This Article Is Authored By MSI Global Talent Solutions
Engaged workers are in high demand and possess innate energy to go beyond the requirements of their job.
Many leaders today strive to make their workforce ‘happy,’ believing that doing so ensures an engaged workforce. But worker ‘happiness’ is a short-term, relative, and constantly changing dimension that has a different meaning to every worker. Happiness is difficult to measure.
Workforce engagement is how a company defines the depth of investment its workforce is willing to make in their company, in relationship to the degree the company invests and places value in its workforce. The workforce must feel the strength of the company’s commitment to remain engaged and feel successful.
The term workforce includes employees and external participants as companies broaden their outreach of attracting and retaining top talent.
Drivers of Consistent Workforce Engagement
Engaged workforces are in high demand, making the current chasm in talent availability challenges. They are a special type of talent and are consistent with what keeps them loyal, regardless of the company for which they work. Here is what they look for:
Leaders who value people first and are committed to making the company a rewarding place to work.
The ability to trust senior leaders to lead the company to future success with reliability and integrity.
The company invests in its workforce and has the equipment needed to be successful.
They understand how they fit into the company’s future.
Their voice is heard, respected, and valued. Their opinions matter and contributions are noticed and viewed as meaningful.
Their strengths are highlighted and utilized effectively.
They have positive relationships with their managers and team members.
They can grow in various directions, empowered with meaningful work and the autonomy to get the job done.
Company communications are transparent and consistently delivered.
Engaged workers possess innate energy to go beyond the requirements of their job. They work harder, more efficiently, stay longer, and are motivators for all levels within the company. Engaged workers are not merely interested in their own success but the success of the company. When leaders and managers direct that energy and effort in the right direction, workforce engagement has a positive impact on business outcomes; from increasing profits, revenue, and client centricity, to building the company’s competitive resilience in the market.
Creating a Strategic Workforce Culture
Companies must create and sustain the right culture within which worker engagement can thrive.
Culture, mission, vision, and value goals should have its workforce’s engagement strategy embedded in them – for internal and external talent reasons.
Companies’ goals are aligned with their workforce goals. Goals will evolve over time as company direction and the market change, but its workforce goals remain a top priority in making strategic decisions.
Transparent knowledge of how a company defines success, at every level, builds trust. Workers need to know how the impact of their contributions makes the company successful. Workforce success drives positive company outcomes.
Global Considerations
Global companies and companies looking to build resiliency by entering new markets must factor in nuances of workforce drivers, which differ by country (as well as by industry). Company strategies should accommodate these drivers globally and adapt nationally to account for specific workforce requirements to increase engagement.

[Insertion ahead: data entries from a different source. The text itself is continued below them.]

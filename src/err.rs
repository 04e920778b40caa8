use thiserror::Error;

pub type Result<T> = std::result::Result<T, TemplateError>;

/// Errors produced while parsing or annotating a template record.
///
/// Every variant describes malformed wire input; the record that produced it
/// must be skipped or dropped by the caller. `parse` never leaves partial
/// state behind on failure.
#[derive(Debug, Error, Clone, PartialEq, Eq)]
pub enum TemplateError {
    #[error(
        "Offset {offset}: unexpected end of template record while reading {what} \
         (need {need} bytes, have {have})"
    )]
    Truncated {
        what: &'static str,
        offset: usize,
        need: usize,
        have: usize,
    },

    #[error("Template id {id} is reserved for set identifiers (data templates start at 256)")]
    ReservedTemplateId { id: u16 },

    #[error("Options template declares {scope} scope fields out of {total} total")]
    InvalidScopeCount { scope: u16, total: u16 },

    #[error("Minimum data record length {length} exceeds the {max} byte IPFIX message payload")]
    DataRecordTooLong { length: u32, max: u16 },

    #[error("Flow key bit {bit} is set, but the template has only {fields} fields")]
    FlowKeyOutOfRange { bit: u32, fields: u16 },
}
impl Template {
    /// Parse a raw template record.
    ///
    /// `buf` must start at the record header; trailing bytes (further records
    /// in the same set, padding) are ignored. Returns the template together
    /// with the number of bytes consumed.
    ///
    /// A record with field count 0 is a withdrawal: exactly 4 bytes are
    /// consumed and the scope count word is never read, even for Options
    /// Templates.
    pub fn parse(ttype: TemplateType, buf: &[u8]) -> Result<(Template, usize)> {
        let mut cursor = ByteCursor::new(buf);
        let header = RecordHeader::parse(ttype, &mut cursor)?;

        let mut fields = Vec::with_capacity(usize::from(header.fields_total));
        for _ in 0..header.fields_total {
            fields.push(TemplateField::from_cursor(&mut cursor)?);
        }

        let consumed = cursor.pos();
        let mut template = Template {
            ttype,
            id: header.id,
            fields_scope: header.fields_scope,
            data_length: 0,
            flags: TemplateFlags::empty(),
            opts_types: OptionsTypes::empty(),
            fields,
            raw: buf[..consumed].to_vec(),
        };

        if !template.is_withdrawal() {
            template.derive_positional_flags();
            template.derive_lengths_and_offsets()?;

            if ttype == TemplateType::Options {
                template.opts_types = options::classify(&template);
            }
        }

        trace!(
            "parsed {:?} template {}: {} fields ({} scope), min record length {}, {} bytes of wire",
            ttype,
            template.id,
            template.fields.len(),
            template.fields_scope,
            template.data_length,
            consumed
        );

        Ok((template, consumed))
    }

    /// Set `SCOPE`, `LAST_IE` and `MULTI_IE` on each field.
    ///
    /// The walk is right-to-left over a 64-bit occupancy bitmap keyed on
    /// `id % 64`. The bitmap is a lossy prefilter: a clear bit proves this is
    /// the last occurrence; a set bit is confirmed by scanning the already
    /// visited suffix for an exact `(en, id)` match.
    fn derive_positional_flags(&mut self) {
        let total = self.fields.len();

        for field in &mut self.fields[..usize::from(self.fields_scope)] {
            field.flags |= FieldFlags::SCOPE;
        }

        let mut seen: u64 = 0;
        for i in (0..total).rev() {
            let my_bit = 1u64 << (self.fields[i].id % 64);
            if seen & my_bit == 0 {
                self.fields[i].flags |= FieldFlags::LAST_IE;
                seen |= my_bit;
                continue;
            }

            let (id, en) = (self.fields[i].id, self.fields[i].en);
            let mut same_found = false;
            for x in i + 1..total {
                if self.fields[x].id != id || self.fields[x].en != en {
                    continue;
                }

                self.fields[i].flags |= FieldFlags::MULTI_IE;
                self.fields[x].flags |= FieldFlags::MULTI_IE;
                same_found = true;
                break;
            }

            if !same_found {
                // Bitmap collision between distinct elements.
                self.fields[i].flags |= FieldFlags::LAST_IE;
            }
        }
    }

    /// Assign per-field data-record offsets and compute the minimum record
    /// length, folding per-field flags into the template flags.
    fn derive_lengths_and_offsets(&mut self) -> Result<()> {
        let mut data_length: u32 = 0;
        let mut offset_cursor: u16 = 0;

        for field in &mut self.fields {
            field.offset = offset_cursor;

            if field.flags.contains(FieldFlags::MULTI_IE) {
                self.flags |= TemplateFlags::HAS_MULTI_IE;
            }

            if field.length == IPFIX_VAR_IE_LENGTH {
                // A variable-length element occupies at least its 1-byte
                // length prefix; offsets of everything after it are unknowable.
                self.flags |= TemplateFlags::HAS_DYNAMIC;
                data_length += 1;
                offset_cursor = IPFIX_VAR_IE_LENGTH;
                continue;
            }

            data_length += u32::from(field.length);
            if offset_cursor != IPFIX_VAR_IE_LENGTH {
                // Wrapped values are unreachable: the record cap below rejects them.
                offset_cursor = offset_cursor.wrapping_add(field.length);
            }
        }

        let max_rec_size = u16::MAX - IPFIX_MSG_HEADER_SIZE - IPFIX_SET_HEADER_SIZE;
        if data_length > u32::from(max_rec_size) {
            return Err(TemplateError::DataRecordTooLong {
                length: data_length,
                max: max_rec_size,
            });
        }

        self.data_length = data_length;
        Ok(())
    }

    pub fn template_type(&self) -> TemplateType {
        self.ttype
    }

    pub fn id(&self) -> u16 {
        self.id
    }

    pub fn fields(&self) -> &[TemplateField] {
        &self.fields
    }

    pub fn fields_total(&self) -> u16 {
        self.fields.len() as u16
    }

    pub fn fields_scope(&self) -> u16 {
        self.fields_scope
    }

    /// Minimum length in bytes of a data record described by this template.
    pub fn data_length(&self) -> u32 {
        self.data_length
    }

    pub fn flags(&self) -> TemplateFlags {
        self.flags
    }

    pub fn opts_types(&self) -> OptionsTypes {
        self.opts_types
    }

    /// The exact wire bytes this template was parsed from.
    pub fn raw(&self) -> &[u8] {
        &self.raw
    }

    /// A template record with field count 0 withdraws its template id.
    pub fn is_withdrawal(&self) -> bool {
        self.fields.is_empty()
    }

    /// The leading scope fields (empty for normal templates).
    pub fn scope_fields(&self) -> &[TemplateField] {
        &self.fields[..usize::from(self.fields_scope)]
    }

    /// All non-scope fields.
    pub fn option_fields(&self) -> &[TemplateField] {
        &self.fields[usize::from(self.fields_scope)..]
    }

    /// Find the first occurrence of an Information Element.
    pub fn find(&self, en: u32, id: u16) -> Option<&TemplateField> {
        self.fields.iter().find(|f| f.id == id && f.en == en)
    }

    /// Bind Information Element definitions from `registry` to the fields and
    /// recompute the definition-derived annotations.
    ///
    /// With `preserve`, fields that already carry a binding keep it (and their
    /// `REVERSE`/`STRUCTURED` flags); everything else is looked up afresh, and
    /// a `None` registry drops stale bindings. Passing `None` with `preserve`
    /// is a no-op.
    ///
    /// `HAS_REVERSE` and `HAS_STRUCT` are recomputed from scratch, and biflow
    /// key classification runs whenever any reverse element is present.
    pub fn ies_define(&mut self, registry: Option<&IeRegistry>, preserve: bool) {
        if registry.is_none() && preserve {
            return;
        }

        let mut has_reverse = false;
        let mut has_struct = false;

        for field in &mut self.fields {
            // Biflow key flags are recomputed below, never preserved.
            field.flags -=
                FieldFlags::BKEY_COM | FieldFlags::BKEY_SRC | FieldFlags::BKEY_DST;

            if preserve && field.def.is_some() {
                has_reverse |= field.flags.contains(FieldFlags::REVERSE);
                has_struct |= field.flags.contains(FieldFlags::STRUCTURED);
                continue;
            }

            field.flags -= FieldFlags::REVERSE | FieldFlags::STRUCTURED;

            let def = registry.and_then(|reg| reg.find(field.en, field.id));
            let Some(def) = def else {
                field.def = None;
                continue;
            };

            field.def = Some(def.clone());
            if def.is_reverse {
                field.flags |= FieldFlags::REVERSE;
                has_reverse = true;
            }
            if def.data_type.is_structured() {
                field.flags |= FieldFlags::STRUCTURED;
                has_struct = true;
            }
        }

        self.flags.set(TemplateFlags::HAS_REVERSE, has_reverse);
        self.flags.set(TemplateFlags::HAS_STRUCT, has_struct);

        if has_reverse {
            self.classify_biflow();
        }
    }

    /// Classify fields as biflow key / non-key (RFC 5103).
    ///
    /// A field is a common key unless it is itself a reverse element, or its
    /// definition names a reverse counterpart that is also present in this
    /// template (a paired forward value). Common keys whose element name
    /// starts with `source` / `destination` additionally get the endpoint
    /// flag; the prefix match is ASCII case-insensitive.
    fn classify_biflow(&mut self) {
        for i in 0..self.fields.len() {
            let mut keys = FieldFlags::BKEY_COM;

            if let Some(def) = self.fields[i].def.as_deref() {
                if def.is_reverse {
                    continue;
                }
                if let Some(rev) = def.reverse_elem {
                    if self.find(rev.pen, rev.id).is_some() {
                        continue;
                    }
                }
                if let Some(name) = def.name.as_deref() {
                    if ascii_prefix_matches(name, "source") {
                        keys |= FieldFlags::BKEY_SRC;
                    } else if ascii_prefix_matches(name, "destination") {
                        keys |= FieldFlags::BKEY_DST;
                    }
                }
            }

            self.fields[i].flags |= keys;
        }
    }

    /// Check that `flowkey` does not address bits beyond the field count.
    pub fn flowkey_applicable(&self, flowkey: u64) -> Result<()> {
        let bit_highest = 64 - flowkey.leading_zeros();
        if bit_highest > u32::from(self.fields_total()) {
            return Err(TemplateError::FlowKeyOutOfRange {
                bit: bit_highest - 1,
                fields: self.fields_total(),
            });
        }

        Ok(())
    }

    /// Annotate the fields with a flow key: bit `i` of `flowkey` sets
    /// `FLOW_KEY` on field `i` and clears it otherwise. A zero key clears the
    /// annotation entirely.
    pub fn flowkey_define(&mut self, mut flowkey: u64) -> Result<()> {
        self.flowkey_applicable(flowkey)?;

        self.flags.set(TemplateFlags::HAS_FKEY, flowkey != 0);

        for field in &mut self.fields {
            field.flags.set(FieldFlags::FLOW_KEY, flowkey & 0x1 != 0);
            flowkey >>= 1;
        }

        Ok(())
    }

    /// Whether the current flow-key annotation is exactly what
    /// [`flowkey_define`](Template::flowkey_define) with `flowkey` would set.
    /// Oversized keys never match.
    pub fn flowkey_matches(&self, mut flowkey: u64) -> bool {
        let key_expected = flowkey != 0;
        let key_present = self.flags.contains(TemplateFlags::HAS_FKEY);
        if !key_expected && !key_present {
            return true;
        }
        if key_expected != key_present {
            return false;
        }

        let bit_highest = 64 - flowkey.leading_zeros();
        if bit_highest > u32::from(self.fields_total()) {
            return false;
        }

        for field in &self.fields {
            if (flowkey & 0x1 != 0) != field.flags.contains(FieldFlags::FLOW_KEY) {
                return false;
            }
            flowkey >>= 1;
        }

        true
    }
}
use crate::err::Result;
use crate::utils::bytes;

/// A lightweight cursor over an immutable byte slice.
///
/// This is the slice/offset equivalent of `Cursor<&[u8]>`, intended for
/// parsing records that are already in memory with explicit bounds control
/// and without IO-style error plumbing.
///
/// All reads are big-endian and advance the cursor on success.
#[derive(Clone, Copy, Debug)]
pub(crate) struct ByteCursor<'a> {
    buf: &'a [u8],
    pos: usize,
}

impl<'a> ByteCursor<'a> {
    #[inline]
    pub(crate) fn new(buf: &'a [u8]) -> Self {
        Self { buf, pos: 0 }
    }

    /// Number of bytes consumed so far.
    #[inline]
    pub(crate) fn pos(&self) -> usize {
        self.pos
    }

    #[inline]
    pub(crate) fn u16_named(&mut self, what: &'static str) -> Result<u16> {
        let v = bytes::read_u16_be_r(self.buf, self.pos, what)?;
        self.pos += 2;
        Ok(v)
    }

    #[inline]
    pub(crate) fn u32_named(&mut self, what: &'static str) -> Result<u32> {
        let v = bytes::read_u32_be_r(self.buf, self.pos, what)?;
        self.pos += 4;
        Ok(v)
    }
}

The Critical Role of Managers
In truth, being a manager is a difficult and perilous balancing act. They manage leaders and workforce expectations. How well managers lead is integral to successful worker engagement. Managers need leadership to consistently communicate the company’s vision so they, in turn, can provide the right information to their workforces. Workforces are more engaged and trusting when managers and leaders are consistently engaged.
Managers are accountable for how the workforces feel about the workplace. They lead by example, requiring the right tools and right skills to best support their teams. Managers today require:
Soft Skills. Leadership capacity, creative problem solving and innovation, effective communication skills, time management, having a growth mindset, and social influence.

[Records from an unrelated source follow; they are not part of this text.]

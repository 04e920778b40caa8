use crate::err::Result;
use crate::ie::IeDef;
use crate::utils::ByteCursor;

use std::sync::Arc;

/// Length value marking a variable-length Information Element; the actual
/// length is encoded inline in each data record (RFC 7011, Section 7).
pub const IPFIX_VAR_IE_LENGTH: u16 = 65535;

/// Enterprise indicator bit in a Field Specifier's id word.
const EN_BIT: u16 = 0x8000;

bitflags! {
    /// Per-field feature flags.
    ///
    /// `SCOPE`, `MULTI_IE` and `LAST_IE` are derived from the template
    /// structure alone; `REVERSE`, `STRUCTURED` and the `BKEY_*` flags come
    /// from Information Element definitions bound via
    /// [`Template::ies_define`](crate::Template::ies_define); `FLOW_KEY` is
    /// set by [`Template::flowkey_define`](crate::Template::flowkey_define).
    #[derive(Debug, Clone, Copy, PartialEq, Eq)]
    pub struct FieldFlags: u16 {
        /// The field is a scope field of an Options Template.
        const SCOPE = 0x0001;
        /// The same Information Element occurs more than once in the template.
        const MULTI_IE = 0x0002;
        /// The last (highest-index) occurrence of this Information Element.
        const LAST_IE = 0x0004;
        /// The bound definition belongs to the reverse direction of a biflow.
        const REVERSE = 0x0008;
        /// The bound definition is a structured type (RFC 6313).
        const STRUCTURED = 0x0010;
        /// The field is part of the flow key.
        const FLOW_KEY = 0x0020;
        /// Biflow: common key field shared by both directions (RFC 5103).
        const BKEY_COM = 0x0040;
        /// Biflow: common key field describing the source endpoint.
        const BKEY_SRC = 0x0080;
        /// Biflow: common key field describing the destination endpoint.
        const BKEY_DST = 0x0100;
    }
}

/// A single parsed Field Specifier.
#[derive(Debug, Clone)]
pub struct TemplateField {
    /// Information Element id with the enterprise bit stripped.
    pub id: u16,
    /// Private Enterprise Number; 0 for IANA elements.
    pub en: u32,
    /// Field length in bytes, or [`IPFIX_VAR_IE_LENGTH`] for variable length.
    pub length: u16,
    /// Byte offset of this field within a data record. Once any preceding
    /// field is variable-length the offset is unknowable and holds
    /// [`IPFIX_VAR_IE_LENGTH`].
    pub offset: u16,
    pub flags: FieldFlags,
    /// Definition bound from the IE dictionary, if known.
    pub def: Option<Arc<IeDef>>,
}

impl TemplateField {
    /// Decode one Field Specifier from the wire.
    pub(crate) fn from_cursor(cursor: &mut ByteCursor<'_>) -> Result<TemplateField> {
        let raw_id = cursor.u16_named("field specifier id")?;
        let length = cursor.u16_named("field specifier length")?;

        let en = if raw_id & EN_BIT != 0 {
            cursor.u32_named("field specifier enterprise number")?
        } else {
            0
        };

        Ok(TemplateField {
            id: raw_id & !EN_BIT,
            en,
            length,
            offset: 0,
            flags: FieldFlags::empty(),
            def: None,
        })
    }

    pub fn is_variable_length(&self) -> bool {
        self.length == IPFIX_VAR_IE_LENGTH
    }
}

#[cfg(test)]
mod tests {
    use super::*;

    #[test]
    fn iana_specifier_has_no_enterprise_number() {
        let buf = [0x00, 0x08, 0x00, 0x04];
        let mut cursor = ByteCursor::new(&buf);
        let field = TemplateField::from_cursor(&mut cursor).unwrap();
        assert_eq!((field.id, field.en, field.length), (8, 0, 4));
        assert_eq!(cursor.pos(), 4);
    }

    #[test]
    fn enterprise_bit_pulls_in_the_pen_and_is_stripped() {
        let buf = [0x80, 0x0A, 0xFF, 0xFF, 0x00, 0x00, 0x00, 0x20];
        let mut cursor = ByteCursor::new(&buf);
        let field = TemplateField::from_cursor(&mut cursor).unwrap();
        assert_eq!((field.id, field.en), (10, 32));
        assert!(field.is_variable_length());
        assert_eq!(cursor.pos(), 8);
    }

    #[test]
    fn truncated_enterprise_number_is_an_error() {
        let buf = [0x80, 0x0A, 0x00, 0x04, 0x00, 0x00];
        let mut cursor = ByteCursor::new(&buf);
        assert!(TemplateField::from_cursor(&mut cursor).is_err());
    }
}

Transdisciplinary Skills. The ability to perform work that includes various teams from different disciplines to solve business problems.
Social Intelligence. The management of emotions and self-awareness to improve interactions, foster leadership, and enable the execution of unique intellectual tasks.
Cross Cultural Competency. The ability to ensure workers understand, communicate, and effectively interact across cultures.
Virtual Collaboration. Setting the framework and managing the methods of collaboration between virtual teams.
Design Mindset. Solution-focused and action-oriented, drawing on logic, imagination, intuition, and systemic reasoning to explore the possibilities of what could be, and to create desired outcomes that benefit the end user.
Diversity & Adaptability. Having a diverse and inclusive team supports an adaptive culture where an engaged workforce can thrive.
Consider training programs such as leadership development, cross-cultural, design thinking, data analytics, and business development. Increasing a manager’s ability and flexibility to manage will strengthen employee engagement.
The Impact of Remote Workers and External Participants
A manager’s commitment to their remote workforce (work at home, hybrid, work from anywhere) and external participants (non-employees – gig, contingent, crowd, borrowed talent) is critical in a company’s workforce ecosystem. Aligning remote workers and external participants to the company’s culture and vision increases their visibility to the company and their ability to remain engaged.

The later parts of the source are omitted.